Topmannen kunnen de waarde van zogenaamde ‘zachte’ bezittingen relatief gemakkelijk oppompen. Denk daarbij aan klantenbestanden, merken of uitgavenrechten, de zogenoemde immateriële activa.

Door de bezittingen wat hoger uit te laten vallen, resulteert, bij gelijkblijvende schulden, een hoger eigen vermogen. Omdat de werkelijke waarde van zachte activa flink kan afwijken van het bedrag waarvoor het in de boeken staat, vinden bijvoorbeeld bankiers deze bezittingen minder interessant.

Zij hebben liever ‘harde’ bezittingen - fabrieken, gebouwen en machines – als onderpand. Als bankiers de solvabiliteit berekenen, trekken zij vaak eerst (een gedeelte van) de zachte bezittingen van het eigen vermogen af om een aangepaste solvabiliteit te berekenen.

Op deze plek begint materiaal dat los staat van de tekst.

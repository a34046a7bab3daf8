//! USB HID keyboard and mouse output implementation.

use embassy_futures::join::join;
use embassy_rp::peripherals::USB;
use embassy_rp::usb::Driver;
use embassy_usb::class::hid::{
    Config as HidConfig, HidBootProtocol, HidSubclass, HidWriter, ReportId, RequestHandler, State,
};
use embassy_usb::control::OutResponse;
use embassy_usb::driver::EndpointError;
use embassy_usb::Builder;
use hid_relay_core::{KeyboardReport, MouseReport, OutputError, OutputSink};

/// HID writer over the RP2040 USB peripheral.
pub type UsbHidWriter<'d> = HidWriter<'d, Driver<'d, USB>, 8>;

/// Boot-compatible keyboard report descriptor.
///
/// - 8 modifier key bits (input)
/// - 1 reserved byte
/// - 5 LED indicators (output)
/// - 6 key code bytes (input)
pub const KEYBOARD_REPORT_DESCRIPTOR: &[u8] = &[
    0x05, 0x01, // Usage Page (Generic Desktop)
    0x09, 0x06, // Usage (Keyboard)
    0xA1, 0x01, // Collection (Application)
    //
    // --- Modifier keys (8 bits) ---
    0x05, 0x07, //   Usage Page (Keyboard/Keypad)
    0x19, 0xE0, //   Usage Minimum (Left Control)
    0x29, 0xE7, //   Usage Maximum (Right GUI)
    0x15, 0x00, //   Logical Minimum (0)
    0x25, 0x01, //   Logical Maximum (1)
    0x75, 0x01, //   Report Size (1)
    0x95, 0x08, //   Report Count (8)
    0x81, 0x02, //   Input (Data, Variable, Absolute)
    //
    // --- Reserved byte ---
    0x95, 0x01, //   Report Count (1)
    0x75, 0x08, //   Report Size (8)
    0x81, 0x01, //   Input (Constant)
    //
    // --- LED output (5 bits + 3 padding) ---
    0x05, 0x08, //   Usage Page (LEDs)
    0x19, 0x01, //   Usage Minimum (Num Lock)
    0x29, 0x05, //   Usage Maximum (Kana)
    0x95, 0x05, //   Report Count (5)
    0x75, 0x01, //   Report Size (1)
    0x91, 0x02, //   Output (Data, Variable, Absolute)
    0x95, 0x01, //   Report Count (1)
    0x75, 0x03, //   Report Size (3)
    0x91, 0x01, //   Output (Constant)
    //
    // --- Key codes (6 bytes) ---
    0x05, 0x07, //   Usage Page (Keyboard/Keypad)
    0x19, 0x00, //   Usage Minimum (0)
    0x29, 0xFF, //   Usage Maximum (255)
    0x15, 0x00, //   Logical Minimum (0)
    0x26, 0xFF, 0x00, //   Logical Maximum (255)
    0x95, 0x06, //   Report Count (6)
    0x75, 0x08, //   Report Size (8)
    0x81, 0x00, //   Input (Data, Array)
    //
    0xC0, // End Collection
];

/// Relative mouse report descriptor: 3 buttons, X/Y, wheel.
pub const MOUSE_REPORT_DESCRIPTOR: &[u8] = &[
    0x05, 0x01, // Usage Page (Generic Desktop)
    0x09, 0x02, // Usage (Mouse)
    0xA1, 0x01, // Collection (Application)
    0x09, 0x01, //   Usage (Pointer)
    0xA1, 0x00, //   Collection (Physical)
    //
    // --- Buttons (3 bits + 5 padding) ---
    0x05, 0x09, //     Usage Page (Buttons)
    0x19, 0x01, //     Usage Minimum (Button 1)
    0x29, 0x03, //     Usage Maximum (Button 3)
    0x15, 0x00, //     Logical Minimum (0)
    0x25, 0x01, //     Logical Maximum (1)
    0x95, 0x03, //     Report Count (3)
    0x75, 0x01, //     Report Size (1)
    0x81, 0x02, //     Input (Data, Variable, Absolute)
    0x95, 0x01, //     Report Count (1)
    0x75, 0x05, //     Report Size (5)
    0x81, 0x01, //     Input (Constant)
    //
    // --- X, Y displacement ---
    0x05, 0x01, //     Usage Page (Generic Desktop)
    0x09, 0x30, //     Usage (X)
    0x09, 0x31, //     Usage (Y)
    0x15, 0x81, //     Logical Minimum (-127)
    0x25, 0x7F, //     Logical Maximum (127)
    0x75, 0x08, //     Report Size (8)
    0x95, 0x02, //     Report Count (2)
    0x81, 0x06, //     Input (Data, Variable, Relative)
    //
    // --- Scroll wheel ---
    0x09, 0x38, //     Usage (Wheel)
    0x15, 0x81, //     Logical Minimum (-127)
    0x25, 0x7F, //     Logical Maximum (127)
    0x75, 0x08, //     Report Size (8)
    0x95, 0x01, //     Report Count (1)
    0x81, 0x06, //     Input (Data, Variable, Relative)
    //
    0xC0, //   End Collection
    0xC0, // End Collection
];

/// USB HID keyboard + mouse output.
///
/// Wraps one embassy-usb HID writer per interface.
pub struct UsbHidOutput<'d> {
    keyboard: UsbHidWriter<'d>,
    mouse: UsbHidWriter<'d>,
    ready: bool,
}

impl<'d> UsbHidOutput<'d> {
    /// Create a new USB HID output from the keyboard and mouse writers.
    pub fn new(keyboard: UsbHidWriter<'d>, mouse: UsbHidWriter<'d>) -> Self {
        Self {
            keyboard,
            mouse,
            ready: false,
        }
    }

    /// Wait until both interfaces are ready (USB enumerated).
    pub async fn wait_ready(&mut self) {
        join(self.keyboard.ready(), self.mouse.ready()).await;
        self.ready = true;
    }
}

fn map_endpoint_error(e: EndpointError) -> OutputError {
    match e {
        EndpointError::Disabled => OutputError::Disabled,
        EndpointError::BufferOverflow => OutputError::Io,
    }
}

impl<'d> OutputSink for UsbHidOutput<'d> {
    async fn send_keyboard(&mut self, report: &KeyboardReport) -> Result<(), OutputError> {
        self.keyboard
            .write(&report.as_bytes())
            .await
            .map_err(map_endpoint_error)
    }

    async fn send_mouse(&mut self, report: &MouseReport) -> Result<(), OutputError> {
        self.mouse
            .write(&report.as_bytes())
            .await
            .map_err(map_endpoint_error)
    }

    fn is_ready(&self) -> bool {
        self.ready
    }
}

/// HID request handler (handles SET_REPORT, etc.).
///
/// Accepts and ignores keyboard LED output reports.
pub struct HidRequestHandler;

impl RequestHandler for HidRequestHandler {
    fn get_report(&mut self, _id: ReportId, _buf: &mut [u8]) -> Option<usize> {
        None
    }

    fn set_report(&mut self, _id: ReportId, _data: &[u8]) -> OutResponse {
        OutResponse::Accepted
    }

    fn set_idle_ms(&mut self, _id: Option<ReportId>, _duration_ms: u32) {}

    fn get_idle_ms(&mut self, _id: Option<ReportId>) -> Option<u32> {
        None
    }
}

/// Configure the keyboard and mouse HID interfaces in the USB builder.
///
/// Returns the `(keyboard, mouse)` HID writers.
pub fn configure_usb_hid<'d>(
    builder: &mut Builder<'d, Driver<'d, USB>>,
    keyboard_state: &'d mut State<'d>,
    mouse_state: &'d mut State<'d>,
    handler: &'d mut HidRequestHandler,
) -> (UsbHidWriter<'d>, UsbHidWriter<'d>) {
    let keyboard_config = HidConfig {
        report_descriptor: KEYBOARD_REPORT_DESCRIPTOR,
        request_handler: Some(handler),
        poll_ms: 1,
        max_packet_size: 8,
        hid_subclass: HidSubclass::Boot,
        hid_boot_protocol: HidBootProtocol::Keyboard,
    };
    let keyboard = HidWriter::new(builder, keyboard_state, keyboard_config);

    let mouse_config = HidConfig {
        report_descriptor: MOUSE_REPORT_DESCRIPTOR,
        request_handler: None,
        poll_ms: 1,
        max_packet_size: 8,
        hid_subclass: HidSubclass::Boot,
        hid_boot_protocol: HidBootProtocol::Mouse,
    };
    let mouse = HidWriter::new(builder, mouse_state, mouse_config);

    (keyboard, mouse)
}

Bij veel ondernemingen op het Damrak zou de solvabiliteit sterk negatief zijn als deze wordt geschoond voor alle zachte bezittingen. Maar ook dat is geen reële voorstelling van zaken.

Helemaal waardeloos zijn deze zachte activa natuurlijk niet. Klantenbestanden, merken en uitgavenrechten kunnen ondernemingen juist een voorsprong geven op concurrenten waardoor een goede boterham verdiend kan worden.

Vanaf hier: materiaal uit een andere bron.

//! Command line grammar shared by the HID relay host bridge and firmware.
//!
//! - **Types**: [`Grammar`], [`MouseAction`], [`NamedKey`], [`Command`]
//! - **Parsing**: [`parse_command()`] classifies one received line
//! - **Key mapping**: [`keystroke_for_char()`] and [`NamedKey::keystroke()`]
//!   turn commands into HID [`Keystroke`]s
//! - **Device limits**: [`MAX_BURST_LINES`] and [`playback_time_ms()`] tell
//!   the host how much the device can take at once
//! - **Encoding**: [`write_mouse_line()`], [`write_key_line()`] and
//!   [`write_text_lines()`] build lines on the host
//!
//! # Protocol Format
//!
//! Newline-terminated, case-sensitive ASCII lines. A trailing `\r` is
//! tolerated.
//!
//! ```text
//! up | down | left | right | left_click | right_click
//! CMD:<NAME>        NAME = SHIFT | BACKSPACE | ENTER | CTRL_ALT_DEL | WIN_3
//! TEXT:<payload>
//! ```
//!
//! The legacy grammar replaces `left_click` with `click`, has no
//! `right_click` or `CMD:`, adds a bare `shift`, and uses `type:` for text.
//!
//! Lines that match nothing are ignored by the receiver; there is no reply
//! channel.
//!
//! # Example
//!
//! ```
//! use hid_relay_proto::{parse_command, keystroke_for_char, Command, Grammar};
//!
//! if let Ok(Command::Text(payload)) = parse_command(b"TEXT:Hi!\n", Grammar::Current) {
//!     let strokes = payload.iter().filter_map(|&b| keystroke_for_char(b)).count();
//!     assert_eq!(strokes, 3);
//! }
//! ```
//!
//! # Features
//!
//! - **`std`**: Enable standard library support (host side and testing)
//! - **`defmt`**: Enable defmt formatting (for embedded logging)

#![cfg_attr(not(feature = "std"), no_std)]

#[cfg(feature = "std")]
extern crate std;

pub mod device;
pub mod encode;
pub mod keymap;
pub mod parser;
pub mod types;

pub use device::{
    keystroke_count, playback_time_ms, KEYSTROKE_INTERVAL_MS, KEYSTROKE_PERIOD_MS,
    LINE_QUEUE_DEPTH, MAX_BURST_LINES,
};
pub use encode::{max_text_chunk, write_key_line, write_mouse_line, write_text_lines, EncodeError};
pub use keymap::{keystroke_for_char, KeyCode, Keystroke, Modifiers};
pub use parser::{parse_command, ParseError, MAX_LINE_LENGTH};
pub use types::{Command, Grammar, MouseAction, MouseButton, NamedKey, KEY_PREFIX};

Er kleven meer beperkingen aan de solvabiliteit als graadmeter. Het is een statisch getal dat niets zegt over de ruimte die een bedrijf heeft om rentebetalingen te kunnen doen.

Een hoge schuld (of lage solvabiliteit) is geen probleem als een onderneming een vette kasstroom heeft, bijvoorbeeld omdat klanten graag meer betalen voor een goed merk.

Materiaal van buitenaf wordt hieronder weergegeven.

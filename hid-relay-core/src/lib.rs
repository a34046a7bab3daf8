//! Platform-agnostic HID command relay.
//!
//! This crate turns command lines into USB HID keyboard and mouse reports
//! without any platform-specific dependencies. It can be used both in
//! embedded `no_std` environments and on host for testing.
//!
//! # Overview
//!
//! - [`report`]: Boot-protocol reports ([`KeyboardReport`], [`MouseReport`])
//! - [`action`]: HID effects of a command ([`HidAction`])
//! - [`typing`]: Keystroke-at-a-time text walking ([`TextCursor`])
//! - [`input`]: Input source trait ([`InputSource`])
//! - [`output`]: Output sink trait ([`OutputSink`])
//! - [`relay`]: Orchestrates input-to-output flow ([`CommandRelay`])
//!
//! # Example
//!
//! ```rust
//! use hid_relay_core::{HidAction, MouseAction, MouseReport};
//!
//! if let HidAction::Move { dx, dy } = HidAction::from(MouseAction::Up) {
//!     assert_eq!(MouseReport::movement(dx, dy).as_bytes(), [0, 0, 0xF6, 0]);
//! }
//! ```
//!
//! # Features
//!
//! - **`std`**: Enable standard library support (for host testing)
//! - **`defmt`**: Enable defmt formatting (for embedded logging)

#![cfg_attr(not(feature = "std"), no_std)]

#[cfg(feature = "std")]
extern crate std;

pub mod action;
pub mod input;
pub mod output;
pub mod relay;
pub mod report;
pub mod typing;

// Re-export main types at crate root
pub use action::{HidAction, KEYSTROKE_INTERVAL_MS, MOVE_STEP};
pub use hid_relay_proto::{
    parse_command, Command, Grammar, Keystroke, MouseAction, MouseButton, NamedKey, ParseError,
    LINE_QUEUE_DEPTH, MAX_LINE_LENGTH,
};
pub use input::{InputError, InputSource, Line};
pub use output::{OutputError, OutputSink};
pub use relay::{CommandRelay, Outcome, RelayError};
pub use report::{KeyboardReport, MouseReport, KEYBOARD_REPORT_SIZE, MOUSE_REPORT_SIZE};
pub use typing::TextCursor;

In plaats van de solvabiliteit is de verdiencapaciteit van een onderneming ten opzichte van de schuldpositie vaak een relevantere ratio voor banken. Zo kijken bankiers bijvoorbeeld hoeveel keer de rentelasten door de winst gedekt zijn.

Marktkapitalisatie
En dan is er nog de moeilijkheid dat de solvabiliteit, net als veel andere ratio’s, gaat over zaken uit het verleden en niet per se overeenkomt met de werkelijke waarde.

Daarom kan de verdiencapaciteit beter beoordeeld worden door de schulden van een bedrijf af te zetten tegen de markwaarde van het eigen vermogen, oftewel het aantal uitstaande aandelen maal de beurskoers (marktkapitalisatie).

De marktkapitalisatie geeft een taxatie van de markt over de toekomstige winsten van de onderneming en dus ook de door de markt geschatte ruimte om rentebetalingen te kunnen doen.

Bovendien geeft de marktkapitalisatie van een onderneming waarschijnlijk een beter beeld van de waarde van de zachte bezittingen die op de balans staan.

Het is vaker dat afboekingen op immateriële activa slechte prestaties op de beurs volgen dan andersom. Zoals in het laatste jaar gebeurde bij TomTom, Grontmij en CSM.